◆ **Exercise data**:
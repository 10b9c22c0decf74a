use std::{env, fs, path::PathBuf, process::Command};

fn norm_newlines(s: &str) -> String {
    s.replace("\r\n", "\n").replace('\r', "")
}

const VIM_NAV: &str = r#"[
  {
    "id": "vim",
    "name": "Vim Navigation",
    "target_layer": "nav",
    "mappings": [
      { "input": "h", "output": "left" },
      { "input": "l", "output": "right" }
    ],
    "momentary_activator": { "input": "space", "source_layer": "base", "target_layer": "nav" }
  }
]"#;

const CONFLICTING: &str = r#"[
  { "id": "a", "name": "Alpha", "mappings": [{ "input": "f", "output": "g" }] },
  { "id": "b", "name": "Beta", "mappings": [{ "input": "f", "output": "h" }] }
]"#;

fn scratch_dir(name: &str) -> PathBuf {
    let dir = env::temp_dir().join(format!("keymap_cli_{name}_{}", std::process::id()));
    fs::create_dir_all(&dir).unwrap();
    dir
}

#[test]
fn conflict_fails_without_writing_output() {
    let exe = env!("CARGO_BIN_EXE_keymap_cli");
    let dir = scratch_dir("conflict");
    let input = dir.join("collections.json");
    let out = dir.join("keymap.kbd");
    let _ = fs::remove_file(&out);
    fs::write(&input, CONFLICTING).unwrap();

    let output = Command::new(exe)
        .args(["compile", input.to_str().unwrap(), "-o", out.to_str().unwrap()])
        .output()
        .unwrap();

    assert!(!output.status.success());
    assert_eq!(output.status.code(), Some(1));

    let stderr = norm_newlines(&String::from_utf8_lossy(&output.stderr));
    assert!(stderr.contains("Error: compile failed: "));
    assert!(stderr.contains("Caused by:"));
    assert!(stderr.contains("E1001: key 'f' in layer 'base' is claimed by: Alpha, Beta"));
    assert!(!out.exists());
}

#[test]
fn allow_conflicts_flag_compiles_anyway() {
    let exe = env!("CARGO_BIN_EXE_keymap_cli");
    let dir = scratch_dir("allow");
    let input = dir.join("collections.json");
    fs::write(&input, CONFLICTING).unwrap();

    let output = Command::new(exe)
        .args(["compile", input.to_str().unwrap(), "--allow-conflicts"])
        .output()
        .unwrap();

    assert!(output.status.success());
    let stdout = norm_newlines(&String::from_utf8_lossy(&output.stdout));
    assert!(stdout.contains("(deflayer base"));
    assert!(stdout.contains("  g"));
}

#[test]
fn compile_missing_input_file_is_e3001() {
    let exe = env!("CARGO_BIN_EXE_keymap_cli");
    let missing = env::temp_dir().join(format!("keymap_cli_missing_{}.json", std::process::id()));
    let _ = fs::remove_file(&missing);

    let output = Command::new(exe)
        .args(["compile", missing.to_str().unwrap()])
        .output()
        .unwrap();

    assert_eq!(output.status.code(), Some(1));
    let stderr = norm_newlines(&String::from_utf8_lossy(&output.stderr));
    // The OS message after the prefix varies by platform.
    assert!(stderr.contains("E3001: failed to read collections:"));
}

#[test]
fn compile_success_writes_output() {
    let exe = env!("CARGO_BIN_EXE_keymap_cli");
    let dir = scratch_dir("success");
    let input = dir.join("collections.json");
    let out = dir.join("keymap.kbd");
    fs::write(&input, VIM_NAV).unwrap();

    let output = Command::new(exe)
        .args(["compile", input.to_str().unwrap(), "--output", out.to_str().unwrap()])
        .output()
        .unwrap();

    assert!(output.status.success(), "{}", String::from_utf8_lossy(&output.stderr));
    let text = fs::read_to_string(&out).unwrap();
    assert!(text.starts_with(";; Generated by keymapc."));
    assert!(text.contains("(defsrc"));
    assert!(text.contains("(deflayer nav"));
}

#[test]
fn write_failure_is_reported() {
    let exe = env!("CARGO_BIN_EXE_keymap_cli");
    let dir = scratch_dir("unwritable");
    let input = dir.join("collections.json");
    fs::write(&input, VIM_NAV).unwrap();
    let out = dir.join("no_such_dir").join("keymap.kbd");

    let output = Command::new(exe)
        .args(["compile", input.to_str().unwrap(), "-o", out.to_str().unwrap()])
        .output()
        .unwrap();

    assert_eq!(output.status.code(), Some(1));
    let stderr = norm_newlines(&String::from_utf8_lossy(&output.stderr));
    assert!(stderr.contains("failed to write: "));
}

#[test]
fn missing_engine_binary_is_e4002() {
    let exe = env!("CARGO_BIN_EXE_keymap_cli");
    let dir = scratch_dir("engine");
    let input = dir.join("collections.json");
    fs::write(&input, VIM_NAV).unwrap();
    let engine = dir.join("no_such_engine");

    let output = Command::new(exe)
        .args([
            "compile",
            input.to_str().unwrap(),
            "--engine",
            engine.to_str().unwrap(),
        ])
        .output()
        .unwrap();

    assert_eq!(output.status.code(), Some(1));
    let stderr = norm_newlines(&String::from_utf8_lossy(&output.stderr));
    assert!(stderr.contains("E4002: engine could not be run:"));
}

#[test]
fn conflicts_subcommand_lists_each_conflict() {
    let exe = env!("CARGO_BIN_EXE_keymap_cli");
    let dir = scratch_dir("conflicts_cmd");
    let input = dir.join("collections.json");
    fs::write(&input, CONFLICTING).unwrap();

    let output = Command::new(exe)
        .args(["conflicts", input.to_str().unwrap()])
        .output()
        .unwrap();

    assert_eq!(output.status.code(), Some(1));
    let stdout = norm_newlines(&String::from_utf8_lossy(&output.stdout));
    assert!(stdout.contains("E1001: key 'f' in layer 'base'"));

    let clean = dir.join("clean.json");
    fs::write(&clean, VIM_NAV).unwrap();
    let output = Command::new(exe)
        .args(["conflicts", clean.to_str().unwrap()])
        .output()
        .unwrap();
    assert!(output.status.success());
    assert_eq!(norm_newlines(&String::from_utf8_lossy(&output.stdout)), "no conflicts\n");
}

#[test]
fn parse_action_prints_json() {
    let exe = env!("CARGO_BIN_EXE_keymap_cli");

    let output = Command::new(exe)
        .args(["parse-action", "(tap-hold 200 200 a lctl)"])
        .output()
        .unwrap();
    assert!(output.status.success());
    let stdout = String::from_utf8_lossy(&output.stdout);
    assert!(stdout.contains("\"lctl\""));

    let output = Command::new(exe)
        .args(["parse-action", "esc"])
        .output()
        .unwrap();
    assert!(output.status.success());
    assert_eq!(norm_newlines(&String::from_utf8_lossy(&output.stdout)), "null\n");
}

#[test]
fn help_lists_subcommands() {
    let exe = env!("CARGO_BIN_EXE_keymap_cli");

    let output = Command::new(exe).arg("--help").output().unwrap();
    assert!(output.status.success());
    let stdout = String::from_utf8_lossy(&output.stdout);
    assert!(stdout.contains("keymapc"));
    assert!(stdout.contains("compile"));
    assert!(stdout.contains("parse-action"));
}

#[test]
fn aliases_subcommand_reads_back_generated_config() {
    let exe = env!("CARGO_BIN_EXE_keymap_cli");
    let dir = scratch_dir("aliases");
    let input = dir.join("collections.json");
    let out = dir.join("keymap.kbd");
    fs::write(&input, VIM_NAV).unwrap();

    let status = Command::new(exe)
        .args(["compile", input.to_str().unwrap(), "-o", out.to_str().unwrap()])
        .status()
        .unwrap();
    assert!(status.success());

    let output = Command::new(exe)
        .args(["aliases", out.to_str().unwrap()])
        .output()
        .unwrap();
    assert!(output.status.success());
    let stdout = String::from_utf8_lossy(&output.stdout);
    assert!(stdout.contains("\"lyr_base_spc\""));
}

◆ **Exercise goal**: Copy out each line from the preceding entries that mentions the word "process".

◆ **Exercise solution**:
use std::{env, fs, path::PathBuf, process::Command};
    let dir = env::temp_dir().join(format!("keymap_cli_{name}_{}", std::process::id()));
    let missing = env::temp_dir().join(format!("keymap_cli_missing_{}.json", std::process::id()));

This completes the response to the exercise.